The influence of reduced glutathione on chromosome damage induced by X-rays or heavy ion beams of different LETs and on the interaction of DNA lesions induced by radiations and bleomycin.

It is thought that high linear energy transfer (LET) radiation induces more complex DNA damage than low-LET particles, specifically clustered DNA damage that causes cells to repair DNA double strand breaks (DSB) more slowly and leads to severe biological consequences. The present study aimed to investigate the role of exogenously added glutathione (GSH) on (12)C-beam (287keV/mum) and (7)Li-beam (60keV/mum) induced chromosome aberration (CA) formation, particularly on exchange aberration formation. In order to characterize the role of GSH in the joining of DNA DSBs, we induced DNA lesions with bleomycin (Blem) in conjunction with either high- or low-LET radiation (X-rays) since the chemistry of the free DNA ends created by Blem and X-rays is similar. CHO cells were exposed to reduced GSH at a concentration of 2mM for 3h before radiation.
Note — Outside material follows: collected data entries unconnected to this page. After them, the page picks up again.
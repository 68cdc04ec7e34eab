//! Error types for the core library.

use thiserror::Error;

/// Errors that can occur in store operations.
///
/// A mutation referencing an unknown message id is not an error; those are
/// silent no-ops, matching UI-driven mutation.
#[derive(Debug, Error)]
pub enum Error {
    /// Persistence read or write failed.
    #[error("storage error: {0}")]
    Storage(#[from] std::io::Error),

    /// Serialization/deserialization error.
    #[error("serialization error: {0}")]
    Serde(#[from] serde_json::Error),
}

/// Result type alias using our Error type.
pub type Result<T> = std::result::Result<T, Error>;
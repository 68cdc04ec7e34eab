//! Terminal rendering of the mailbox.
//!
//! Pure formatting over the store's read API; nothing here mutates state.

use chrono::{DateTime, Local, Utc};

use mailpane_core::{
    Folder, MailStore, Message, RecencyBucket, Storage, group_by_recency,
};

/// Renders the full session view: sidebar, grouped message list, and the
/// reading pane when a message is selected.
pub fn render_session<S: Storage>(store: &MailStore<S>) -> String {
    let mut out = String::new();
    out.push_str(&render_sidebar(store));
    out.push('\n');
    out.push_str(&render_message_list(&group_by_recency(
        &store.filtered_view(),
    )));
    if let Some(message) = store.selected() {
        out.push('\n');
        out.push_str(&render_reading_pane(message));
    }
    out
}

/// Renders the folder sidebar with unread counts.
pub fn render_sidebar<S: Storage>(store: &MailStore<S>) -> String {
    let mut out = String::from("Folders\n");
    for folder in Folder::ALL {
        let unread = store.unread_count(folder);
        let marker = if folder == store.selected_folder() {
            '>'
        } else {
            ' '
        };
        if unread > 0 {
            out.push_str(&format!(
                "{marker} {} ({unread})\n",
                folder.display_name()
            ));
        } else {
            out.push_str(&format!("{marker} {}\n", folder.display_name()));
        }
    }
    out
}

/// Renders the bucketed message list.
pub fn render_message_list(grouped: &[(RecencyBucket, Vec<Message>)]) -> String {
    if grouped.is_empty() {
        return String::from("No messages\n");
    }

    let mut out = String::new();
    for (bucket, messages) in grouped {
        out.push_str(&format!("-- {} --\n", bucket.label()));
        for message in messages {
            out.push_str(&render_row(message));
        }
    }
    out
}

fn render_row(message: &Message) -> String {
    let unread = if message.read { ' ' } else { '*' };
    let starred = if message.starred { '+' } else { ' ' };
    let clip = if message.attachments.is_empty() {
        ' '
    } else {
        '@'
    };
    format!(
        "{unread}{starred}{clip} {:<20} {:<42} {}\n",
        message.from.display_name,
        message.subject,
        format_date(message.sent_at)
    )
}

/// Renders the reading pane for the selected message.
pub fn render_reading_pane(message: &Message) -> String {
    let mut out = String::new();
    out.push_str(&format!(
        "From: {} <{}>\n",
        message.from.display_name, message.from.address
    ));
    if !message.to.is_empty() {
        out.push_str(&format!("To: {}\n", message.to.join(", ")));
    }
    if !message.cc.is_empty() {
        out.push_str(&format!("Cc: {}\n", message.cc.join(", ")));
    }
    out.push_str(&format!("Date: {}\n", format_date(message.sent_at)));
    out.push_str(&format!("Subject: {}\n", message.subject));
    for attachment in &message.attachments {
        out.push_str(&format!(
            "Attachment: {} ({}, {} bytes)\n",
            attachment.file_name, attachment.mime_type, attachment.size
        ));
    }
    out.push('\n');
    out.push_str(&message.body);
    out.push('\n');
    out
}

/// Formats a timestamp in the local timezone for display.
fn format_date(sent_at: DateTime<Utc>) -> String {
    let local: DateTime<Local> = sent_at.with_timezone(&Local);
    local.format("%a, %d %b %Y %H:%M").to_string()
}
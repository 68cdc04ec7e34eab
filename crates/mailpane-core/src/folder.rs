//! Folder (mailbox location) model.

use serde::{Deserialize, Serialize};

/// The folder a message currently lives in.
///
/// Every message belongs to exactly one folder at any time; moves are atomic
/// replacements, not copies. The set is closed, but not every folder has a
/// sidebar entry — `move_to_folder` accepts any variant regardless.
#[derive(Debug, Clone, Copy, PartialEq, Eq, Hash, Default, Serialize, Deserialize)]
#[serde(rename_all = "lowercase")]
pub enum Folder {
    /// Incoming mail.
    #[default]
    Inbox,
    /// Unsent drafts.
    Drafts,
    /// Reusable message templates.
    Templates,
    /// Messages snoozed to reappear later.
    Snoozed,
    /// Sent mail (local archival only).
    Sent,
    /// Junk mail.
    Spam,
    /// Soft-deleted messages.
    Trash,
    /// Archived mail.
    Archive,
    /// Messages queued for sending.
    Outbox,
    /// Newsletter subscriptions.
    Newsletter,
    /// Automated notifications.
    Notification,
}

impl Folder {
    /// Every folder, in sidebar order.
    pub const ALL: [Self; 11] = [
        Self::Inbox,
        Self::Drafts,
        Self::Templates,
        Self::Snoozed,
        Self::Sent,
        Self::Spam,
        Self::Trash,
        Self::Archive,
        Self::Outbox,
        Self::Newsletter,
        Self::Notification,
    ];

    /// Convert to the stored string representation.
    #[must_use]
    pub const fn as_str(&self) -> &'static str {
        match self {
            Self::Inbox => "inbox",
            Self::Drafts => "drafts",
            Self::Templates => "templates",
            Self::Snoozed => "snoozed",
            Self::Sent => "sent",
            Self::Spam => "spam",
            Self::Trash => "trash",
            Self::Archive => "archive",
            Self::Outbox => "outbox",
            Self::Newsletter => "newsletter",
            Self::Notification => "notification",
        }
    }

    /// Human-readable display name for the sidebar.
    #[must_use]
    pub const fn display_name(&self) -> &'static str {
        match self {
            Self::Inbox => "Inbox",
            Self::Drafts => "Drafts",
            Self::Templates => "Templates",
            Self::Snoozed => "Snoozed",
            Self::Sent => "Sent",
            Self::Spam => "Spam",
            Self::Trash => "Trash",
            Self::Archive => "Archive",
            Self::Outbox => "Outbox",
            Self::Newsletter => "Newsletter",
            Self::Notification => "Notification",
        }
    }
}

impl std::fmt::Display for Folder {
    fn fmt(&self, f: &mut std::fmt::Formatter<'_>) -> std::fmt::Result {
        f.write_str(self.as_str())
    }
}
//! `MailPane` - demo webmail client
//!
//! Renders a locally persisted mock mailbox to the terminal: folder sidebar,
//! recency-grouped message list, and a reading pane for the newest message.

#![warn(clippy::all)]
#![warn(clippy::pedantic)]
#![forbid(unsafe_code)]

mod view;

use mailpane_core::{FileStorage, MailStore, UserIdentity};
use tracing::info;
use tracing_subscriber::{layer::SubscriberExt, util::SubscriberInitExt};

fn main() -> anyhow::Result<()> {
    // Initialize logging
    tracing_subscriber::registry()
        .with(
            tracing_subscriber::EnvFilter::try_from_default_env()
                .unwrap_or_else(|_| "mailpane=debug,mailpane_core=debug".into()),
        )
        .with(tracing_subscriber::fmt::layer())
        .init();

    info!("Starting MailPane");

    let storage = FileStorage::in_data_dir();
    info!("Mailbox storage at {:?}", storage.base());

    let mut store = MailStore::new(storage);
    store.initialize(Some(demo_user()))?;

    // Open the newest message in the selected folder, the way the webmail
    // lands on its reading pane.
    if let Some(newest) = store.filtered_view().first().map(|m| m.id) {
        store.select_message(newest);
    }

    print!("{}", view::render_session(&store));
    Ok(())
}

/// The mocked signed-in user; there is no real authentication.
fn demo_user() -> UserIdentity {
    UserIdentity::new("demo@mailpane.local", "Demo User")
}
//! # mailpane-core
//!
//! Core business logic for the `MailPane` demo webmail client.
//!
//! This crate provides:
//! - The mail store - session-owned message collection with write-through
//!   persistence to a local key-value backend
//! - Folder views, unread accounting, and free-text filtering
//! - Recency bucketing for the message list
//! - Compose drafts with reply/forward prefill and validation
//! - Storage backends (in-memory and file-backed)

#![warn(missing_docs)]
#![warn(clippy::all)]
#![warn(clippy::pedantic)]
#![forbid(unsafe_code)]

mod error;
pub mod folder;
pub mod grouping;
pub mod identity;
pub mod message;
pub mod storage;
pub mod store;

pub use error::{Error, Result};
pub use folder::Folder;
pub use grouping::{RecencyBucket, group_by_recency, group_by_recency_at};
pub use identity::UserIdentity;
pub use message::{Attachment, ComposeDraft, Message, MessageId, Sender};
pub use storage::{FileStorage, MemoryStorage, Storage};
pub use store::{MAILBOX_KEY, MailStore};
//! Message data models.

mod draft;
mod model;

pub use draft::ComposeDraft;
pub use model::{Attachment, Message, MessageId, Sender};
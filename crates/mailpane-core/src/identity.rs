//! User identity supplied by the session.

use serde::{Deserialize, Serialize};

/// Identity of the signed-in user, as supplied by the session bootstrap.
#[derive(Debug, Clone, PartialEq, Eq, Serialize, Deserialize)]
#[serde(rename_all = "camelCase")]
pub struct UserIdentity {
    /// Email address.
    pub address: String,
    /// Name shown in the sender field of composed mail.
    pub display_name: String,
}

impl UserIdentity {
    /// Creates a new identity.
    #[must_use]
    pub fn new(address: impl Into<String>, display_name: impl Into<String>) -> Self {
        Self {
            address: address.into(),
            display_name: display_name.into(),
        }
    }

    /// Fallback identity used when composing while signed out.
    #[must_use]
    pub fn placeholder() -> Self {
        Self::new("me@mailpane.local", "Me")
    }
}
//! Recency bucketing for the message list.

use chrono::{DateTime, Datelike, Days, NaiveDate, Utc};

use crate::message::Message;

/// A named time-range group used to visually cluster the message list.
#[derive(Debug, Clone, Copy, PartialEq, Eq, Hash)]
pub enum RecencyBucket {
    /// Same calendar day as now.
    Today,
    /// The calendar day immediately preceding today.
    Yesterday,
    /// Within the 7 days before today, excluding today and yesterday.
    LastSevenDays,
    /// Same calendar year, not already bucketed above.
    EarlierThisYear,
    /// Everything else.
    Older,
}

impl RecencyBucket {
    /// Buckets in display order.
    pub const ORDER: [Self; 5] = [
        Self::Today,
        Self::Yesterday,
        Self::LastSevenDays,
        Self::EarlierThisYear,
        Self::Older,
    ];

    /// Section heading shown above the bucket.
    #[must_use]
    pub const fn label(&self) -> &'static str {
        match self {
            Self::Today => "Today",
            Self::Yesterday => "Yesterday",
            Self::LastSevenDays => "Last 7 days",
            Self::EarlierThisYear => "Earlier this year",
            Self::Older => "Older",
        }
    }
}

/// Partitions messages into recency buckets evaluated against the current
/// time.
///
/// The input is expected to be already filtered and already sorted (most
/// recent first); relative order within a bucket follows the input. Buckets
/// come out in display order with empty buckets omitted. Every input message
/// lands in exactly one bucket.
#[must_use]
pub fn group_by_recency(messages: &[Message]) -> Vec<(RecencyBucket, Vec<Message>)> {
    group_by_recency_at(messages, Utc::now())
}

/// [`group_by_recency`] with an explicit "now", for deterministic callers.
#[must_use]
pub fn group_by_recency_at(
    messages: &[Message],
    now: DateTime<Utc>,
) -> Vec<(RecencyBucket, Vec<Message>)> {
    let today = now.date_naive();
    let mut grouped: Vec<(RecencyBucket, Vec<Message>)> = RecencyBucket::ORDER
        .iter()
        .map(|bucket| (*bucket, Vec::new()))
        .collect();

    for message in messages {
        let bucket = bucket_for(message.sent_at.date_naive(), today);
        if let Some((_, entries)) = grouped.iter_mut().find(|(b, _)| *b == bucket) {
            entries.push(message.clone());
        }
    }

    grouped.retain(|(_, entries)| !entries.is_empty());
    grouped
}

fn bucket_for(day: NaiveDate, today: NaiveDate) -> RecencyBucket {
    let yesterday = today.checked_sub_days(Days::new(1));
    let week_floor = today.checked_sub_days(Days::new(7));

    if day == today {
        RecencyBucket::Today
    } else if Some(day) == yesterday {
        RecencyBucket::Yesterday
    } else if week_floor.is_some_and(|floor| day >= floor && day < today) {
        RecencyBucket::LastSevenDays
    } else if day.year() == today.year() && day < today {
        RecencyBucket::EarlierThisYear
    } else {
        RecencyBucket::Older
    }
}
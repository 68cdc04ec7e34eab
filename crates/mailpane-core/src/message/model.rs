//! Message data models.

use chrono::{DateTime, Utc};
use serde::{Deserialize, Serialize};

use crate::folder::Folder;
use crate::identity::UserIdentity;

/// Unique identifier for a message.
///
/// Millisecond-timestamp seeded, so ids sort roughly by creation time.
#[derive(Debug, Clone, Copy, PartialEq, Eq, Hash, Serialize, Deserialize)]
pub struct MessageId(pub i64);

impl MessageId {
    /// Create a new message ID.
    #[must_use]
    pub const fn new(id: i64) -> Self {
        Self(id)
    }
}

impl std::fmt::Display for MessageId {
    fn fmt(&self, f: &mut std::fmt::Formatter<'_>) -> std::fmt::Result {
        write!(f, "{}", self.0)
    }
}

/// Sender identity recorded on a message.
#[derive(Debug, Clone, PartialEq, Eq, Serialize, Deserialize)]
#[serde(rename_all = "camelCase")]
pub struct Sender {
    /// Email address.
    pub address: String,
    /// Name shown in the message list.
    pub display_name: String,
}

impl Sender {
    /// Creates a new sender.
    #[must_use]
    pub fn new(address: impl Into<String>, display_name: impl Into<String>) -> Self {
        Self {
            address: address.into(),
            display_name: display_name.into(),
        }
    }
}

impl From<UserIdentity> for Sender {
    fn from(user: UserIdentity) -> Self {
        Self {
            address: user.address,
            display_name: user.display_name,
        }
    }
}

/// Opaque attachment descriptor.
///
/// Only presence and count are consumed by the store; content never leaves
/// the descriptor.
#[derive(Debug, Clone, PartialEq, Eq, Serialize, Deserialize)]
#[serde(rename_all = "camelCase")]
pub struct Attachment {
    /// File name shown in the message view.
    pub file_name: String,
    /// MIME type of the content.
    pub mime_type: String,
    /// Size in bytes.
    pub size: u64,
}

impl Attachment {
    /// Creates a new attachment descriptor.
    #[must_use]
    pub fn new(file_name: impl Into<String>, mime_type: impl Into<String>, size: u64) -> Self {
        Self {
            file_name: file_name.into(),
            mime_type: mime_type.into(),
            size,
        }
    }
}

/// A mail message.
///
/// Serialized camelCase to match the persisted mailbox document layout.
#[derive(Debug, Clone, PartialEq, Eq, Serialize, Deserialize)]
#[serde(rename_all = "camelCase")]
pub struct Message {
    /// Unique identifier within the store.
    pub id: MessageId,
    /// Sender identity.
    pub from: Sender,
    /// Recipient addresses (To).
    #[serde(default)]
    pub to: Vec<String>,
    /// CC recipient addresses.
    #[serde(default)]
    pub cc: Vec<String>,
    /// Subject line.
    pub subject: String,
    /// Plain text body.
    pub body: String,
    /// When the message was sent, as an ISO-8601 timestamp.
    pub sent_at: DateTime<Utc>,
    /// Folder the message currently lives in.
    pub folder: Folder,
    /// Whether the message has been read.
    pub read: bool,
    /// Whether the message is starred.
    pub starred: bool,
    /// Attachment descriptors.
    #[serde(default)]
    pub attachments: Vec<Attachment>,
}

impl Message {
    /// Returns true if the search term appears in the subject, sender display
    /// name, sender address, or body. Case-insensitive substring match.
    #[must_use]
    pub fn matches(&self, term: &str) -> bool {
        let term = term.to_lowercase();
        self.subject.to_lowercase().contains(&term)
            || self.from.display_name.to_lowercase().contains(&term)
            || self.from.address.to_lowercase().contains(&term)
            || self.body.to_lowercase().contains(&term)
    }

    /// The fixed demo mailbox: four inbox messages (three unread) and one
    /// notification, used when no persisted state exists.
    #[must_use]
    pub fn demo_messages() -> Vec<Self> {
        vec![
            Self {
                id: MessageId(demo_date("2026-07-21T09:15:00Z").timestamp_millis()),
                from: Sender::new("mike.anderson@example.com", "Mike Anderson"),
                to: vec!["demo@mailpane.local".into()],
                cc: Vec::new(),
                subject: "Quarterly planning notes".into(),
                body: "Hi,\n\nSharing the notes from this morning's planning session. \
                       Action items are at the bottom, let me know if I missed anything.\n\n\
                       Best,\nM."
                    .into(),
                sent_at: demo_date("2026-07-21T09:15:00Z"),
                folder: Folder::Inbox,
                read: false,
                starred: false,
                attachments: Vec::new(),
            },
            Self {
                id: MessageId(demo_date("2026-07-20T16:40:00Z").timestamp_millis()),
                from: Sender::new("mike.anderson@example.com", "Mike Anderson"),
                to: vec!["demo@mailpane.local".into()],
                cc: vec!["team@example.com".into()],
                subject: "Re: Offsite agenda".into(),
                body: "Works for me. I've booked the larger room for the afternoon block \
                       so we can fit the whole team."
                    .into(),
                sent_at: demo_date("2026-07-20T16:40:00Z"),
                folder: Folder::Inbox,
                read: false,
                starred: true,
                attachments: Vec::new(),
            },
            Self {
                id: MessageId(demo_date("2026-07-18T11:05:00Z").timestamp_millis()),
                from: Sender::new("sarah.chen@example.com", "Sarah Chen"),
                to: vec!["demo@mailpane.local".into()],
                cc: Vec::new(),
                subject: "Invoice #2041".into(),
                body: "Please find attached the invoice for last month's services. \
                       Payment is due within 30 days."
                    .into(),
                sent_at: demo_date("2026-07-18T11:05:00Z"),
                folder: Folder::Inbox,
                read: true,
                starred: false,
                attachments: vec![Attachment::new("invoice-2041.pdf", "application/pdf", 48_212)],
            },
            Self {
                id: MessageId(demo_date("2026-07-15T13:30:00Z").timestamp_millis()),
                from: Sender::new("laura.petit@example.com", "Laura Petit"),
                to: vec!["demo@mailpane.local".into()],
                cc: Vec::new(),
                subject: "Lunch on Friday?".into(),
                body: "It's been a while! There's a new place near the office, want to \
                       try it on Friday around noon?"
                    .into(),
                sent_at: demo_date("2026-07-15T13:30:00Z"),
                folder: Folder::Inbox,
                read: false,
                starred: false,
                attachments: Vec::new(),
            },
            Self {
                id: MessageId(demo_date("2026-07-14T07:02:00Z").timestamp_millis()),
                from: Sender::new("builds@ci.example.com", "CI Robot"),
                to: vec!["demo@mailpane.local".into()],
                cc: Vec::new(),
                subject: "[mailpane] nightly build passed".into(),
                body: "All 214 checks passed on main. Full report available on the build \
                       dashboard."
                    .into(),
                sent_at: demo_date("2026-07-14T07:02:00Z"),
                folder: Folder::Notification,
                read: false,
                starred: false,
                attachments: Vec::new(),
            },
        ]
    }
}

#[allow(clippy::expect_used)] // fixed demo timestamps are always valid RFC 3339
fn demo_date(raw: &str) -> DateTime<Utc> {
    DateTime::parse_from_rfc3339(raw)
        .expect("valid demo timestamp")
        .with_timezone(&Utc)
}
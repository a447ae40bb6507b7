//! # saoke CLI
//!
//! Runs the keyword-search bot and a few supporting commands.
//!
//! ## Commands
//!
//! | Command | Description |
//! |---------|-------------|
//! | `saoke serve` | Register the webhook and start the HTTP server |
//! | `saoke search "<query>"` | Print the replies the bot would send for a query |
//! | `saoke dataset` | Show the loaded dataset's size and columns |
//! | `saoke webhook set\|delete\|info` | Manage the webhook registration |
//!
//! ## Environment
//!
//! | Variable | Purpose |
//! |----------|---------|
//! | `BOT_TOKEN` | Bot API credential (required for `serve` and `webhook`) |
//! | `WEBHOOK_URL` | Public base URL updates are delivered to |
//! | `PORT` | Listen on `0.0.0.0:$PORT` instead of `[server].bind` |
//! | `RUST_LOG` | Log filter (default `saoke_bot=info,tower_http=info`) |

use anyhow::Result;
use clap::{Parser, Subcommand};
use std::path::PathBuf;
use std::sync::Arc;
use tracing_subscriber::{layer::SubscriberExt, util::SubscriberInitExt};

use saoke_bot::config::{self, Config};
use saoke_bot::handler::Bot;
use saoke_bot::server;
use saoke_bot::table::Table;
use saoke_bot::webhook;

/// Keyword-search bot over a CSV dataset.
#[derive(Parser)]
#[command(
    name = "saoke",
    about = "Telegram bot that searches a CSV dataset by keyword",
    version
)]
struct Cli {
    /// Path to a TOML configuration file.
    ///
    /// Optional; without it every setting takes its default and the
    /// environment supplies the rest.
    #[arg(long, global = true)]
    config: Option<PathBuf>,

    #[command(subcommand)]
    command: Commands,
}

#[derive(Subcommand)]
enum Commands {
    /// Start the webhook server.
    ///
    /// Loads the dataset, registers `{WEBHOOK_URL}/{BOT_TOKEN}` with the
    /// platform and serves updates until terminated.
    Serve {
        /// Don't call setWebhook before starting.
        #[arg(long)]
        skip_webhook: bool,
    },

    /// Search the dataset from the command line.
    ///
    /// Prints each reply block the bot would send, separated by `---`.
    Search {
        /// The search query.
        query: String,

        /// Override `[chunking].max_chars`.
        #[arg(long)]
        max_chars: Option<usize>,
    },

    /// Show dataset statistics.
    Dataset,

    /// Manage the webhook registration.
    Webhook {
        #[command(subcommand)]
        action: WebhookAction,
    },
}

#[derive(Subcommand)]
enum WebhookAction {
    /// Register `{WEBHOOK_URL}/{BOT_TOKEN}`.
    Set,
    /// Remove the current registration.
    Delete,
    /// Show the current registration.
    Info,
}

fn init_tracing() {
    tracing_subscriber::registry()
        .with(
            tracing_subscriber::EnvFilter::try_from_default_env()
                .unwrap_or_else(|_| "saoke_bot=info,saoke=info,tower_http=info".into()),
        )
        .with(tracing_subscriber::fmt::layer().with_writer(std::io::stderr))
        .init();
}

fn load_table(cfg: &Config) -> Result<Table> {
    let table = Table::load(&cfg.dataset.path, cfg.dataset.delimiter_byte())?;
    tracing::info!(
        path = %cfg.dataset.path.display(),
        rows = table.len(),
        columns = table.headers().len(),
        "dataset loaded"
    );
    Ok(table)
}

#[tokio::main]
async fn main() -> Result<()> {
    init_tracing();

    let cli = Cli::parse();
    let cfg = config::load_config(cli.config.as_deref())?;

    match cli.command {
        Commands::Serve { skip_webhook } => {
            // Fail on a missing credential before doing any work
            cfg.bot_token()?;
            let table = Arc::new(load_table(&cfg)?);
            if skip_webhook {
                tracing::info!("skipping webhook registration");
            } else {
                webhook::register_on_startup(&cfg).await?;
            }
            server::run_server(&cfg, table).await?;
        }
        Commands::Search { query, max_chars } => {
            let table = Arc::new(load_table(&cfg)?);
            let max_chars = max_chars.unwrap_or(cfg.chunking.max_chars);
            if max_chars == 0 {
                anyhow::bail!("--max-chars must be > 0");
            }
            let bot = Bot::new(table, cfg.bot.welcome_message.clone(), max_chars);
            for (i, block) in bot.search_replies(&query).iter().enumerate() {
                if i > 0 {
                    println!("---");
                }
                println!("{}", block);
            }
        }
        Commands::Dataset => {
            let table = load_table(&cfg)?;
            println!("path:     {}", cfg.dataset.path.display());
            println!("rows:     {}", table.len());
            println!("columns:  {}", table.headers().len());
            println!("headers:  {}", table.headers().join(", "));
        }
        Commands::Webhook { action } => match action {
            WebhookAction::Set => webhook::run_set(&cfg).await?,
            WebhookAction::Delete => webhook::run_delete(&cfg).await?,
            WebhookAction::Info => webhook::run_info(&cfg).await?,
        },
    }

    Ok(())
}
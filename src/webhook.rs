//! Webhook registration with the messaging platform.
//!
//! The platform is told to deliver updates to `{WEBHOOK_URL}/{bot_token}`,
//! the same path [`crate::server`] listens on.

use anyhow::Result;

use crate::config::Config;
use crate::telegram::TelegramClient;

/// Full public URL for the webhook route.
pub fn webhook_url(base: &str, token: &str) -> String {
    format!("{}/{}", base.trim_end_matches('/'), token)
}

/// Register the webhook before the server starts.
///
/// A missing `WEBHOOK_URL` is a configuration error and is returned. A
/// rejected registration call is only logged: the server can still receive
/// updates if an earlier registration is in place.
pub async fn register_on_startup(config: &Config) -> Result<()> {
    let token = config.bot_token()?;
    let url = webhook_url(config.webhook_base()?, token);
    let client = TelegramClient::new(&config.bot, token)?;

    match client.set_webhook(&url).await {
        Ok(()) => tracing::info!("Webhook set successfully"),
        Err(e) => tracing::error!("Failed to set webhook: {:#}", e),
    }

    Ok(())
}

/// `saoke webhook set`
pub async fn run_set(config: &Config) -> Result<()> {
    let token = config.bot_token()?;
    let url = webhook_url(config.webhook_base()?, token);
    let client = TelegramClient::new(&config.bot, token)?;

    client.set_webhook(&url).await?;
    println!("Webhook set to {}", redact(&url, token));
    Ok(())
}

/// `saoke webhook delete`
pub async fn run_delete(config: &Config) -> Result<()> {
    let client = TelegramClient::new(&config.bot, config.bot_token()?)?;
    client.delete_webhook().await?;
    println!("Webhook deleted.");
    Ok(())
}

/// `saoke webhook info`
pub async fn run_info(config: &Config) -> Result<()> {
    let token = config.bot_token()?;
    let client = TelegramClient::new(&config.bot, token)?;
    let info = client.get_webhook_info().await?;

    if info.url.is_empty() {
        println!("url:              (not set)");
    } else {
        println!("url:              {}", redact(&info.url, token));
    }
    println!("pending updates:  {}", info.pending_update_count);
    if let Some(msg) = info.last_error_message {
        println!("last error:       {}", msg);
    }
    Ok(())
}

/// Hide the token when printing a webhook URL.
fn redact(url: &str, token: &str) -> String {
    if token.is_empty() {
        return url.to_string();
    }
    url.replace(token, "<token>")
}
Treatment with Blem (20mug/ml) was carried out for 2h before the cells were exposed to radiation. Our results show that the frequency of chromosomal aberration increases with increased LET. Heavy ion exposed cells show a higher frequency of CA over time than do X-irradiated cells. An analysis of the first post-irradiation mitosis of exposed CHO cells shows that high-LET radiation induces more breaks than exchange-type aberrations and exogenous GSH has no influence on high-LET radiation-induced DNA damage. The DNA lesions induced by low-LET radiation interact relatively strongly with Blem-induced lesions whereas interaction between Blem and high-LET radiations was poor. This could be attributed to differences in repair kinetics and qualitative differences in the DNA lesions induced by Blem and high-LET radiation.